Coling 2008Manchester, 18-22 August, 2008The 22nd International Conference on Computational Linguistics |
In this tutorial, we will present an overview of Regulus, an Open Source toolkit for building grammar-based speech-enabled systems, that is explicitly designed to address these issues. Regulus sits on top of the Nuance platform, and provides tools which support compilation of linguistically motivated feature grammars into Nuance-compatible speech recognisers. Small feature grammars can be written by hand. More substantial grammars are usually based on existing Regulus resource grammars, which can be automatically specialised into efficient domain-specific phrasal grammars using Regulus tools. The specialisation is driven by domain corpora, which initially can be as small as 50 to 100 examples; as corpus data accumulates, coverage of the domain-specific grammar improves. The same data can also be fed into underlying Nuance utilities to perform statistical tuning of the generated recogniser. The toolkit also includes other compilers, which can be used to transform Regulus grammars into normal parsers and generators.
Regulus provides a integrated development environment which allows development of grammars and grammar-based applications in both text and speech mode. Normal working practise is that the developer will first debug her grammars and other rule-sets in text mode. At any point, she can compile the grammar into a recogniser, and test the resulting live speech system without leaving the development environment. This ability to switch seamlessly between text and speech views of the system greatly simplifies the development cycle.
The development environment contains extensive support both for spoken dialogue applications, based on a version of information state update semantics, and also for interlingua-centered speech translation. It also contains tools for constructing embedded help systems, driven by back-up statistical recognisers, which give users active feedback on the grammar's limitations, and lead them into its coverage. Evaluations we have carried out show that grammar-based applications equipped with help facilities of this kind are generally perceived as user-friendly and easy to learn.
The tutorial will cover enough ground that attendees should then be able to download material from the Regulus website and use it to build simple speech recognisers, spoken dialogue systems and speech translators.

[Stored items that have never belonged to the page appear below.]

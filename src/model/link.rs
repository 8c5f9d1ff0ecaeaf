use crate::model::common::{EntityHandle, EntityStates};
use crate::model::descriptor::{DescriptorCore, HasCore};

/// Identity of a link: two descriptors with the same triple are the same link.
#[derive(Debug, Clone, PartialEq, Eq, Hash)]
pub struct LinkKey {
    pub source: EntityHandle,
    pub source_property: String,
    pub target: Option<EntityHandle>,
}

impl LinkKey {
    pub fn new(
        source: EntityHandle,
        source_property: impl Into<String>,
        target: Option<EntityHandle>,
    ) -> Self {
        Self {
            source,
            source_property: source_property.into(),
            target,
        }
    }
}

/// A navigation-property association between two tracked entities.
#[derive(Debug)]
pub struct LinkDescriptor {
    core: DescriptorCore,
    key: LinkKey,
}

impl LinkDescriptor {
    pub fn new(key: LinkKey, state: EntityStates) -> Self {
        Self {
            core: DescriptorCore::new(state),
            key,
        }
    }

    pub fn key(&self) -> &LinkKey {
        &self.key
    }

    pub fn source(&self) -> EntityHandle {
        self.key.source
    }

    pub fn source_property(&self) -> &str {
        &self.key.source_property
    }

    /// `None` for a reference link set to null.
    pub fn target(&self) -> Option<EntityHandle> {
        self.key.target
    }

    pub fn is_related_to(&self, handle: EntityHandle) -> bool {
        self.key.source == handle || self.key.target == Some(handle)
    }
}

impl HasCore for LinkDescriptor {
    fn core(&self) -> &DescriptorCore {
        &self.core
    }

    fn core_mut(&mut self) -> &mut DescriptorCore {
        &mut self.core
    }
}
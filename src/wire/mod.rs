pub mod batch_reader;
pub mod batch_writer;
pub mod json;

pub use batch_reader::{BatchItem, BatchOperationResponse, BatchReader, BatchReaderState};
pub use batch_writer::{BatchOperation, BatchWriter};
pub use json::{JsonMaterializer, ResponseMaterializer};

Regulus makes it easy to build toy systems, and is thus very suitable for teaching purposes; we have already used it as the core technology for courses at UC Santa Cruz and Geneva University. It is also appropriate for serious language engineering, and has been used to construct substantial speech-enabled applications. These include NASA's Clarissa, which has been tested on the International Space Station, and Geneva University's MedSLT, a multi-lingual speech translator for doctor-patient examination dialogues.
Regulus is described in detail in our book Putting Linguistics into Speech Recognition (CSLI Press, 2006) which received positive reviews from Computational Linguistics and the Journal of Natural Language Engineering.
Approximately two thirds of the tutorial consists of material covered in the book; the other third presents new work.
Beth Ann Hockey
UCSC UARC Mail Stop 19-26 NASA Ames Research Center Moffet Field CA 94035, USA Email: bahockey at ucsc.edu |
Manny Rayner
TIM/ISSCO, University of Geneva 40 bvd du Pont-d'Arve CH-1211 Geneva 4 Switzerland Email: Emmanuel.Rayner at issco.unige.ch |
Dr. Manny Rayner has been the lead developer on the Regulus project since its inception, and has held senior positions at SRI International, NASA Ames Research Center, and several speech and language startups. He has worked actively on numerous areas of speech and language technology, including language modelling, speech translation, spoken dialogue systems, machine learning, grammar engineering, logic programming and construction of development environments for speech and language systems. He has over 100 refereed publications, including books on the Spoken Language Translator and Regulus systems.